Note how we identify the dataset by using a slash / to concatenate the root name with the dataset name in that root (which may contain slashes itself). The metadata dictionary contains assorted dataset attributes:

{'dtype': 'uint16',
 'ndim': 2,
 'shape': [10, 20],
 # ...
 'schunk': {# ...
            'cparams': {'codec': 5, # ...
                       },
            # ...
           },
 # ...
 'size': 400}

So foo/dir1/ds-2d.b2nd is a 10x20 dataset of 16-bit unsigned integers. With caterva2.fetch() we can get as a NumPy array the whole dataset or just a part of it (passing a string representation of the slice that we would use between brackets as the slice_ argument):

caterva2.fetch('foo/dir1/ds-2d.b2nd', slice_='0:2, 4:8')

This returns just the requested slice:

array([[ 4,  5,  6,  7],
       [24, 25, 26, 27]], dtype=uint16)

If the dataset is big and well compressed, and Blosc2 is available at the client, including the prefer_schunk=True argument may save resources when transferring data between subscriber and client.

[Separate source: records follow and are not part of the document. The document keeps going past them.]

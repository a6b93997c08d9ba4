//! Header sets for the retrieval surfaces.
//!
//! Three flavors: full desktop document headers, XHR-style JSON headers,
//! and the mobile client set. `User-Agent` is attached by the executor so
//! identity rotation stays in one place.

/// Application id expected by the JSON surfaces.
pub const APP_ID: &str = "936619743392459";

/// Secondary anti-abuse id sent by the web API surface.
pub const ASBD_ID: &str = "129477";

/// Mobile client signature pinned by the mobile API surface.
pub const MOBILE_AGENT: &str = "Instagram 219.0.0.12.117 Android";

const BASE_REFERER: &str = "https://www.instagram.com/";

fn pairs(raw: &[(&str, &str)]) -> Vec<(String, String)> {
    raw.iter()
        .map(|(name, value)| (name.to_string(), value.to_string()))
        .collect()
}

/// Full browser document navigation headers.
pub fn document() -> Vec<(String, String)> {
    pairs(&[
        (
            "Accept",
            "text/html,application/xhtml+xml,application/xml;q=0.9,image/webp,*/*;q=0.8",
        ),
        ("Accept-Language", "en-US,en;q=0.9"),
        ("Accept-Encoding", "gzip, deflate, br"),
        ("Connection", "keep-alive"),
        ("Referer", BASE_REFERER),
        ("DNT", "1"),
        ("Upgrade-Insecure-Requests", "1"),
        ("Sec-Fetch-Dest", "document"),
        ("Sec-Fetch-Mode", "navigate"),
        ("Sec-Fetch-Site", "same-origin"),
        ("Sec-Fetch-User", "?1"),
    ])
}

/// Reduced document headers used when only the raw markup is needed.
pub fn document_minimal() -> Vec<(String, String)> {
    pairs(&[
        (
            "Accept",
            "text/html,application/xhtml+xml,application/xml;q=0.9,image/webp,*/*;q=0.8",
        ),
        ("Accept-Language", "en-US,en;q=0.9"),
    ])
}

/// XHR headers for the JSON surfaces.
pub fn json(referer: &str) -> Vec<(String, String)> {
    let mut headers = pairs(&[
        ("Accept", "application/json"),
        ("Accept-Language", "en-US,en;q=0.9"),
        ("Accept-Encoding", "gzip, deflate, br"),
        ("Connection", "keep-alive"),
        ("X-IG-App-ID", APP_ID),
        ("X-Requested-With", "XMLHttpRequest"),
        ("DNT", "1"),
        ("Sec-Fetch-Dest", "empty"),
        ("Sec-Fetch-Mode", "cors"),
        ("Sec-Fetch-Site", "same-origin"),
    ]);
    headers.push(("Referer".to_string(), referer.to_string()));
    headers
}

/// Header set for the GraphQL-style query surface.
pub fn graphql(referer: &str) -> Vec<(String, String)> {
    let mut headers = pairs(&[
        ("Accept", "*/*"),
        ("Accept-Language", "en-US,en;q=0.9"),
        ("X-IG-App-ID", APP_ID),
        ("X-Requested-With", "XMLHttpRequest"),
    ]);
    headers.push(("Referer".to_string(), referer.to_string()));
    headers
}

/// Mobile client headers, minus the pinned agent string.
pub fn mobile() -> Vec<(String, String)> {
    pairs(&[
        ("Accept", "application/json"),
        ("Accept-Language", "en-US"),
        ("Accept-Encoding", "gzip, deflate, br"),
        ("X-IG-App-ID", APP_ID),
        ("X-IG-WWW-Claim", "0"),
        ("Origin", "https://www.instagram.com"),
        ("Connection", "keep-alive"),
        ("Referer", BASE_REFERER),
    ])
}

/// Desktop XHR headers for the web API surface.
pub fn web_api() -> Vec<(String, String)> {
    pairs(&[
        ("Accept", "application/json"),
        ("Accept-Language", "en-US,en;q=0.9"),
        ("X-IG-App-ID", APP_ID),
        ("X-ASBD-ID", ASBD_ID),
        ("X-IG-WWW-Claim", "0"),
        ("X-Requested-With", "XMLHttpRequest"),
        ("Referer", BASE_REFERER),
        ("Sec-Fetch-Dest", "empty"),
        ("Sec-Fetch-Mode", "cors"),
        ("Sec-Fetch-Site", "same-origin"),
    ])
}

Finally, you may want to save the whole dataset locally:

caterva2.download('foo/dir1/ds-2d.b2nd')

The call downloads the dataset as a file and returns its local path PosixPath('foo/dir1/ds-2d.b2nd'), which should be similar to the dataset name.

The object-oriented client API#

The top level client API is simple but not very pythonic. Fortunately, Caterva2 also provides a light and concise object-oriented client API (fully described in Root class, File class and Dataset class), similar to that of h5py.

First, let’s create a caterva2.Root instance for the foo root (using the default subscriber – remember to start your Caterva2 services first):

foo = caterva2.Root('foo')

This also takes care of subscribing to foo if it hasn’t been done yet. To get the list of datasets in the root, just access foo.node_list:

['ds-1d.b2nd', 'ds-hello.b2frame', 'ds-1d-b.b2nd', 'README.md',
 'dir1/ds-3d.b2nd', 'dir1/ds-2d.b2nd', 'dir2/ds-4d.b2nd']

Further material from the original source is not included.